We also got to see the huts where codebreakers like Alan Turing helped to effectively decrease the length of the war by at least 2 years and saved an estimated 14 million lives. They’d rebuilt a Bombe machine (Turing’s invention) for us to see, as well. Pretty amazing stuff.

Joey:

The morning of our last day in town (a tear trickles from my eye at the thought), we swung by Saint Paul’s Cathedral. But they wanted something like twenty pounds each just to get in and look around. We’d already got an eyeful of church at Westminster Abbey, so we snapped some pictures from the entryway and were chased off by the guards.

Next, we went to see Book of Mormon with those friends Stephanie mentioned earlier, who just happened to be holidaying in London at the same time as us. Stephanie and I got seats in the fourth row, which were quite pricey, and all the distinguished ladies and gentlemen in our vicinity wondered what a pair of uncouth and barbarous heathens were doing in their midst.

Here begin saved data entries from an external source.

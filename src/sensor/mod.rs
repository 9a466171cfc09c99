use crate::error::AppError;
use serde::Deserialize;
use std::sync::atomic::{AtomicBool, Ordering};
use tracing::{debug, info, warn};

pub mod mock;
pub mod serial;

/// Frames longer than this without a closing brace are dropped.
pub const MAX_FRAME_BYTES: usize = 1024;

#[derive(Debug, Clone, Copy, PartialEq, Eq, Deserialize)]
pub struct OccupancyEvent {
    pub occupied: bool,
}

#[derive(Debug, Clone, PartialEq, Eq)]
pub enum SourceSignal {
    Connected,
    Event(OccupancyEvent),
    Disconnected { reason: String },
}

/// Raw text from an occupancy sensor link.
pub trait OccupancySource {
    /// `Ok(None)` once the link has closed.
    fn read_chunk(&mut self) -> Result<Option<String>, AppError>;
}

/// Extracts `{...}` frames from an arbitrarily chunked text stream.
#[derive(Debug, Default)]
pub struct FrameDecoder {
    buffer: String,
}

impl FrameDecoder {
    pub fn new() -> Self {
        Self::default()
    }

    pub fn push(&mut self, chunk: &str) -> Vec<OccupancyEvent> {
        self.buffer.push_str(chunk);
        let mut events = Vec::new();

        loop {
            let Some(start) = self.buffer.find('{') else {
                self.buffer.clear();
                break;
            };
            let Some(offset) = self.buffer[start..].find('}') else {
                if self.buffer.len() - start > MAX_FRAME_BYTES {
                    warn!(bytes = self.buffer.len() - start, "Dropping oversized frame");
                    self.buffer.clear();
                } else {
                    self.buffer.drain(..start);
                }
                break;
            };
            let end = start + offset + 1;
            match serde_json::from_str::<OccupancyEvent>(&self.buffer[start..end]) {
                Ok(event) => events.push(event),
                Err(err) => {
                    warn!(frame = &self.buffer[start..end], error = %err, "Dropping malformed frame");
                }
            }
            self.buffer.drain(..end);
        }

        events
    }
}

/// Read `source` until it closes, fails, or `stop` is raised, forwarding
/// decoded events. Returns early if `on_signal` reports the receiver is gone.
pub fn pump_source<S, F>(source: &mut S, stop: &AtomicBool, mut on_signal: F)
where
    S: OccupancySource,
    F: FnMut(SourceSignal) -> Result<(), AppError>,
{
    let mut decoder = FrameDecoder::new();
    if on_signal(SourceSignal::Connected).is_err() {
        return;
    }

    let reason = loop {
        if stop.load(Ordering::Relaxed) {
            break "stopped".to_string();
        }
        match source.read_chunk() {
            Ok(Some(chunk)) => {
                for event in decoder.push(&chunk) {
                    debug!(occupied = event.occupied, "Occupancy frame");
                    if let Err(err) = on_signal(SourceSignal::Event(event)) {
                        warn!(error = %err, "Occupancy receiver gone, stopping source");
                        return;
                    }
                }
            }
            Ok(None) => {
                info!("Occupancy source closed");
                break "closed".to_string();
            }
            Err(err) => {
                warn!(error = %err, "Occupancy source failed");
                break err.to_string();
            }
        }
    };

    let _ = on_signal(SourceSignal::Disconnected { reason });
}
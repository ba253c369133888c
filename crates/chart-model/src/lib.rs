// Chart editor data model: quantized time keys, note/hand/usage types, rail segments

mod config;
mod error;
mod note;
mod segments;
mod time_key;

pub use config::TimelineConfig;
pub use error::ChartError;
pub use note::{HandType, Note, NoteId, NoteUsage, POSITION_EPSILON, Position, RailId};
pub use segments::{RailSegments, SegmentPoint};
pub use time_key::{TIME_KEY_RESOLUTION_MS, TimeKey};
/// Outcome of [`Rail::add_note`].
#[derive(Debug)]
pub enum AddNoteOutcome {
    /// The submitted note joined the chain. `spawned` carries the trailing
    /// half when a mid-chain breaker cut the rail.
    Inserted {
        id: NoteId,
        spawned: Option<Rail>,
    },
    /// An existing note inside the overlap window was flipped to breaker
    /// instead; the submitted note was dropped. The flip cascades into a
    /// cut when the existing note sat mid-chain.
    Coerced {
        existing: NoteId,
        spawned: Option<Rail>,
    },
    /// Duplicate slot, hand mismatch, or rail already scheduled for
    /// deletion. Nothing changed.
    Rejected,
}

impl AddNoteOutcome {
    pub fn spawned(self) -> Option<Rail> {
        match self {
            Self::Inserted { spawned, .. } | Self::Coerced { spawned, .. } => spawned,
            Self::Rejected => None,
        }
    }

    pub fn is_rejected(&self) -> bool {
        matches!(self, Self::Rejected)
    }
}

/// Outcome of [`Rail::remove_note`].
#[derive(Debug, Clone, Copy, PartialEq, Eq)]
pub enum RemoveOutcome {
    Removed,
    /// The removed note was the last one; the rail is now scheduled for
    /// deletion and must be dropped by its owner.
    Emptied,
    NotFound,
}

/// Outcome of the usage flips.
#[derive(Debug)]
pub enum FlipOutcome {
    NotFound,
    /// Already in the requested state.
    Unchanged,
    Flipped { spawned: Option<Rail> },
}

impl FlipOutcome {
    pub fn spawned(self) -> Option<Rail> {
        match self {
            Self::Flipped { spawned } => spawned,
            _ => None,
        }
    }
}

/// A continuous multi-point object spanning a time interval.
///
/// The chain is an ordered doubly-linked list of notes reachable from the
/// `leader` (chronologically first note). Two parallel indexes are kept in
/// lock-step with the links: the by-id arena and the by-time map. Every
/// mutation leaves `chain length == by-id size == by-time size`.
#[derive(Debug, Clone)]
pub struct Rail {
    id: RailId,
    hand: HandType,
    nodes: HashMap<NoteId, ChainNode>,
    by_time: BTreeMap<TimeKey, NoteId>,
    leader: Option<NoteId>,
    breaker_head: Option<NoteId>,
    breaker_tail: Option<NoteId>,
    start_ms: f64,
    end_ms: f64,
    duration_ms: f64,
    scheduled_for_deletion: bool,
    dirty: bool,
}
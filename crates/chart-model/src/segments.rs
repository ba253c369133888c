use serde::{Deserialize, Serialize};

use crate::error::ChartError;
use crate::note::HandType;
use crate::time_key::TimeKey;

/// One point of a flattened rail path.
#[derive(Debug, Clone, Copy, PartialEq, Serialize, Deserialize)]
pub struct SegmentPoint {
    pub time_ms: f64,
    pub x: f32,
    pub y: f32,
}

/// Flat persistence form of a rail: the ordered member points with the
/// first/last entries classified as boundary breakers or not. A saved chart
/// stores rails in this shape; loading rebuilds the full chain from it.
#[derive(Debug, Clone, PartialEq, Serialize, Deserialize)]
pub struct RailSegments {
    pub hand: HandType,
    pub points: Vec<SegmentPoint>,
    pub head_breaker: bool,
    pub tail_breaker: bool,
}

impl RailSegments {
    pub fn len(&self) -> usize {
        self.points.len()
    }

    pub fn is_empty(&self) -> bool {
        self.points.is_empty()
    }

    /// Check the shape a rebuilt chain requires: non-empty and strictly
    /// ascending in time-slot terms.
    pub fn validate(&self) -> Result<(), ChartError> {
        if self.points.is_empty() {
            return Err(ChartError::EmptySegments);
        }
        for (i, pair) in self.points.windows(2).enumerate() {
            let a = TimeKey::new(pair[0].time_ms);
            let b = TimeKey::new(pair[1].time_ms);
            if a == b {
                return Err(ChartError::DuplicateSegmentTime { index: i + 1 });
            }
            if a > b {
                return Err(ChartError::UnsortedSegments { index: i + 1 });
            }
        }
        Ok(())
    }
}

The play was hilarious. Typical Trey Parker and Matt Stone. If you are easily offended, I don’t recommend seeing it. Me, I loved it, and I know Stephanie did too. As a matter of fact, she is currently listening to the soundtrack for Book of Mormon next to me right now. And holding a doll in the air. Strange. Anyway.

Stephanie:

It’s not a doll. It’s… an artist figurine. And I was studying it. But, yeah, okay… it’s probably still weird.

Joey:

After the play, we all went out to dinner. Afterward, our friends had tickets to the VIP section of the fireworks, so we went our separate ways, and Stephanie and I went to slum it on Blackfriars Bridge.

Stephanie:

Where there was a decent amount of room when we got out there about 20 minutes till midnight, but by the time Big Ben chimed in the new year, there were thousands of people squished onto it. And this wasn’t even the best of the bridges to be able to see the fireworks from.

But we had our spot, and it was good enough for us. There were people cheering and dancing around us, which was something I’d never personally experienced on a bridge before.

We watched the fireworks, which were quite impressive (I loved the ones that shot out circularly from the London Eye itself… pretty awesome!), and then made our way back to our hotel room. We had some Port (because every truly good New Year is brought about with a good Port wine, unbeknownst to all those out there that give it the ol’ college try with champagne) and watched the millions of people milling about the streets making their way to… wherever they were going. They were streaming past our hotel for at least an hour after the fireworks ended.

But we couldn’t stay up partying all night long, because we had a flight out the next day. It was an amazing vacation, and we were both sorry to see it come to a close.

I’ll never forget it. For us, the saying will (at least for now) have to be “We’ll always have London.”